Como escreveu Pessoa, não basta não ser cego para ver as árvores e as flores. Se é preciso saber ver para realizar uma obra de arte, o mesmo se requer depois para compreendê-la, tal como com a Natureza.
Não é bastante não ser cego para ver as árvores e as flores
Fernando Pessoa
Entre a esperança e o desespero vive-se uma odisseia iniciada num tempo sem princípio e, para ela, reclama-se perenidade e bom ambiente. A Natureza é o palco da aventura e os protagonistas, confrontados com os enigmas do universo e da vida, descobrem que a imaginação é um poderoso complemento da visão e deslumbram-se com a capacidade de criar. É por isso que, sob o mesmo céu e no meio de tantos fenómenos, sobressai a vastidão e precisão do conhecimento científico e cresce uma história fantástica, inspirada na infinita adição de obras de arte, de todos os tempos e de todas as origens. Ciências da Natureza e Arte, duas vias divergentes da mesma aventura intelectual, são o que de mais brilhante e de mais belo gerou a mente humana.

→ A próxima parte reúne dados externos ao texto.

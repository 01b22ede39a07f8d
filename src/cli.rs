//! Command-line arguments.
//!
//! CLI values override settings loaded from the configuration file.

use std::ffi::OsString;
use std::path::PathBuf;

use clap::Parser;
use log::warn;

use crate::error::GameError;
use crate::resources::gameconfig::GameConfig;

/// Island Engine
#[derive(Parser, Debug, Default, Clone, PartialEq)]
#[command(version, about = "3D god game engine core")]
pub struct Cli {
    /// Path to the game installation folder.
    #[arg(long, short = 'g', value_name = "PATH")]
    pub game_path: Option<PathBuf>,

    /// Configuration file (default: ./config.ini).
    #[arg(long, short = 'c', value_name = "FILE")]
    pub config: Option<PathBuf>,

    /// Map to load on startup.
    #[arg(long, value_name = "NAME", conflicts_with = "landscape")]
    pub map: Option<String>,

    /// Preview a landscape on startup without running its script.
    #[arg(long, value_name = "NAME")]
    pub landscape: Option<String>,

    /// Run without a window.
    #[arg(long)]
    pub headless: bool,

    /// Stop after this many frames (headless runs default to 600).
    #[arg(long, value_name = "N")]
    pub frames: Option<u64>,

    /// Write the effective configuration back to the config file.
    #[arg(long)]
    pub write_config: bool,
}

impl Cli {
    /// Parse an argument list, program name first.
    pub fn try_parse_args<I, T>(args: I) -> Result<Self, GameError>
    where
        I: IntoIterator<Item = T>,
        T: Into<OsString> + Clone,
    {
        Cli::try_parse_from(args).map_err(|e| GameError::Config(e.to_string()))
    }

    /// Resolve the configuration: file first, then command line overrides.
    ///
    /// A missing config file is not an error; defaults are used.
    pub fn resolve_config(&self) -> GameConfig {
        let mut config = match &self.config {
            Some(path) => GameConfig::with_path(path),
            None => GameConfig::new(),
        };
        if let Err(e) = config.load_from_file() {
            warn!("{}; using defaults", e);
        }
        config.apply_cli_overrides(self);
        config
    }
}

impl GameConfig {
    /// Apply CLI overrides to a loaded config.
    pub fn apply_cli_overrides(&mut self, args: &Cli) {
        if let Some(ref path) = args.game_path {
            self.game_path = path.clone();
        }
        if let Some(ref map) = args.map {
            self.start_map = map.clone();
            self.start_landscape = None;
        }
        if let Some(ref landscape) = args.landscape {
            self.start_landscape = Some(landscape.clone());
        }
    }
}
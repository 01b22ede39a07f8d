//! Mesh pack: the catalogue of meshes used to draw world entities.
//!
//! Entities refer to meshes by index. The renderer draws each mesh as a box
//! of the configured `size` and `color`.

use rustc_hash::FxHashMap;
use serde::{Deserialize, Serialize};

use crate::error::AssetError;
use crate::resources::assetloader::{LoadFromFile, format_error, read_json};
use crate::resources::filesystem::File;

#[derive(Debug, Clone, PartialEq, Serialize, Deserialize)]
pub struct MeshDef {
    pub name: String,
    /// Bounding size along X, Y and Z.
    pub size: [f32; 3],
    #[serde(default = "default_color")]
    pub color: [u8; 3],
}

fn default_color() -> [u8; 3] {
    [200, 200, 200]
}

#[derive(Debug, Clone, Default, Serialize, Deserialize)]
pub struct MeshPack {
    pub meshes: Vec<MeshDef>,
    #[serde(skip)]
    by_name: FxHashMap<String, usize>,
}

impl PartialEq for MeshPack {
    fn eq(&self, other: &Self) -> bool {
        self.meshes == other.meshes
    }
}

impl LoadFromFile for MeshPack {
    const KIND: &'static str = "mesh pack";

    fn load_from_file(&mut self, file: &mut File) -> Result<(), AssetError> {
        let mut pack: MeshPack = read_json(file)?;
        if pack.meshes.is_empty() {
            return Err(format_error(Self::KIND, file, "no meshes"));
        }
        for (index, mesh) in pack.meshes.iter().enumerate() {
            if mesh.name.is_empty() {
                return Err(format_error(Self::KIND, file, format!("mesh {index} has no name")));
            }
            if mesh.size.iter().any(|s| !(s.is_finite() && *s > 0.0)) {
                return Err(format_error(
                    Self::KIND,
                    file,
                    format!("mesh {} has a non-positive size", mesh.name),
                ));
            }
            if pack.by_name.insert(mesh.name.clone(), index).is_some() {
                return Err(format_error(
                    Self::KIND,
                    file,
                    format!("duplicate mesh name {}", mesh.name),
                ));
            }
        }
        *self = pack;
        Ok(())
    }
}

impl MeshPack {
    pub fn len(&self) -> usize {
        self.meshes.len()
    }

    pub fn is_empty(&self) -> bool {
        self.meshes.is_empty()
    }

    pub fn get(&self, index: usize) -> Option<&MeshDef> {
        self.meshes.get(index)
    }

    /// Index of the mesh called `name`.
    pub fn find(&self, name: &str) -> Option<usize> {
        self.by_name.get(name).copied()
    }
}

A paixão de conhecer apoderou-se do Homem e o desejo de compreender a própria existência e a complexidade prodigiosa do mundo visível alimenta-lhe o interesse por esse todo do qual faz parte. Ciência e Arte envolveram-se na empresa, por diferentes caminhos. O artista, cuja fantasia faz explodir como num sonho, usa uma dimensão de liberdade vedada ao cientista, este sujeito a leis rígidas, reconhece na crítica racional orientada pela ideia da verdade, o fundamento do seu trabalho. Haverá só diferenças entre um trabalho científico e uma obra de arte?

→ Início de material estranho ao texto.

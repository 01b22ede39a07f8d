use bevy_ecs::prelude::Component;

/// Aimless walking: move along `heading` and pick a new one when the turn
/// timer runs out.
#[derive(Component, Clone, Copy, Debug, PartialEq)]
pub struct Wander {
    /// World units per second.
    pub speed: f32,
    /// Radians, measured from +X towards +Z.
    pub heading: f32,
    /// Seconds until the next heading change.
    pub turn_in: f32,
}

impl Wander {
    pub fn new(speed: f32, heading: f32) -> Self {
        Self {
            speed,
            heading,
            turn_in: MIN_TURN_SECONDS,
        }
    }
}

pub const MIN_TURN_SECONDS: f32 = 2.0;
pub const MAX_TURN_SECONDS: f32 = 6.0;
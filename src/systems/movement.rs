//! Entity movement.
//!
//! [`wander_movement`] advances walking entities along their heading.
//! [`ground_entities`] runs after the schedule with the active terrain and
//! keeps every entity on the surface and inside the island.

use std::f32::consts::{PI, TAU};

use bevy_ecs::prelude::*;

use crate::components::transform::Transform3D;
use crate::components::wander::{MAX_TURN_SECONDS, MIN_TURN_SECONDS, Wander};
use crate::resources::landisland::LandIsland;
use crate::resources::worldtime::WorldTime;

/// Random source for heading changes.
#[derive(Resource)]
pub struct WanderRng(pub fastrand::Rng);

impl Default for WanderRng {
    fn default() -> Self {
        WanderRng(fastrand::Rng::new())
    }
}

pub fn wander_movement(
    mut query: Query<(&mut Transform3D, &mut Wander)>,
    time: Res<WorldTime>,
    mut rng: ResMut<WanderRng>,
) {
    let dt = time.delta;
    if dt <= 0.0 {
        return;
    }
    for (mut transform, mut wander) in query.iter_mut() {
        let (sin, cos) = wander.heading.sin_cos();
        transform.position.x += cos * wander.speed * dt;
        transform.position.z += sin * wander.speed * dt;
        transform.rotation = -wander.heading.to_degrees();

        wander.turn_in -= dt;
        if wander.turn_in <= 0.0 {
            wander.heading = rng.0.f32() * TAU;
            wander.turn_in =
                MIN_TURN_SECONDS + rng.0.f32() * (MAX_TURN_SECONDS - MIN_TURN_SECONDS);
        }
    }
}

/// Clamp entities to the island and snap them to its surface. Walkers that
/// hit the shore turn around.
pub fn ground_entities(world: &mut World, land: &LandIsland) {
    let (ex, ez) = land.extent();
    let mut query = world.query::<(&mut Transform3D, Option<&mut Wander>)>();
    for (mut transform, wander) in query.iter_mut(world) {
        let x = transform.position.x;
        let z = transform.position.z;
        if !land.contains(x, z) {
            transform.position.x = x.clamp(0.0, ex);
            transform.position.z = z.clamp(0.0, ez);
            if let Some(mut wander) = wander {
                wander.heading = (wander.heading + PI).rem_euclid(TAU);
            }
        }
        transform.position.y = land.height_at(transform.position.x, transform.position.z);
    }
}
//! World transform for 3D entities.

use bevy_ecs::prelude::Component;
use raylib::prelude::{Matrix, Vector3};

/// Position on the island, heading around the Y axis and uniform scale.
#[derive(Component, Clone, Copy, Debug, PartialEq)]
pub struct Transform3D {
    pub position: Vector3,
    /// Heading in degrees.
    pub rotation: f32,
    pub scale: f32,
}

impl Transform3D {
    pub fn new(x: f32, y: f32, z: f32) -> Self {
        Self {
            position: Vector3::new(x, y, z),
            rotation: 0.0,
            scale: 1.0,
        }
    }

    pub fn with_rotation(mut self, degrees: f32) -> Self {
        self.rotation = degrees;
        self
    }

    pub fn with_scale(mut self, scale: f32) -> Self {
        self.scale = scale;
        self
    }
}

impl Default for Transform3D {
    fn default() -> Self {
        Self::new(0.0, 0.0, 0.0)
    }
}

/// Column-major model matrix `T * Rz * Ry * Rx * S`.
///
/// `rotation` holds Euler angles in degrees around X, Y and Z.
pub fn model_matrix(position: Vector3, rotation: Vector3, scale: Vector3) -> Matrix {
    let (sa, ca) = rotation.x.to_radians().sin_cos();
    let (sb, cb) = rotation.y.to_radians().sin_cos();
    let (sc, cc) = rotation.z.to_radians().sin_cos();

    let r00 = cc * cb;
    let r10 = sc * cb;
    let r20 = -sb;
    let r01 = -sc * ca + cc * sb * sa;
    let r11 = cc * ca + sc * sb * sa;
    let r21 = cb * sa;
    let r02 = sc * sa + cc * sb * ca;
    let r12 = -cc * sa + sc * sb * ca;
    let r22 = cb * ca;

    Matrix {
        m0: r00 * scale.x,
        m1: r10 * scale.x,
        m2: r20 * scale.x,
        m3: 0.0,
        m4: r01 * scale.y,
        m5: r11 * scale.y,
        m6: r21 * scale.y,
        m7: 0.0,
        m8: r02 * scale.z,
        m9: r12 * scale.z,
        m10: r22 * scale.z,
        m11: 0.0,
        m12: position.x,
        m13: position.y,
        m14: position.z,
        m15: 1.0,
    }
}

/// Apply `matrix` to a point.
pub fn transform_point(matrix: &Matrix, p: Vector3) -> Vector3 {
    Vector3::new(
        matrix.m0 * p.x + matrix.m4 * p.y + matrix.m8 * p.z + matrix.m12,
        matrix.m1 * p.x + matrix.m5 * p.y + matrix.m9 * p.z + matrix.m13,
        matrix.m2 * p.x + matrix.m6 * p.y + matrix.m10 * p.z + matrix.m14,
    )
}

Ninguém será cientista se não estiver interessado em compreender o mundo e alargar a extensão e precisão do conhecimento científico segundo os quais este foi ordenado, afirma Kuhn; a Arte, não é mera técnica de entretenimento dos sentidos, nem passatempo de fazer reproduções, alerta Arnheim. Com efeito o desejo expresso nas palavras de Fausto (Goethe), que eu conheça o que o Universo / preserva intacto no seu âmago, manifesta que o criador artístico acalenta o sonho, de qualquer grande cientista da Natureza. Naturalmente que um conhecimento que se adquire através das peças de Shakespeare distingue-se do que resulte da pesquisa de biólogos e químicos e poderá vir a originar medicamentos eficazes na cura de doenças. Ambos são úteis.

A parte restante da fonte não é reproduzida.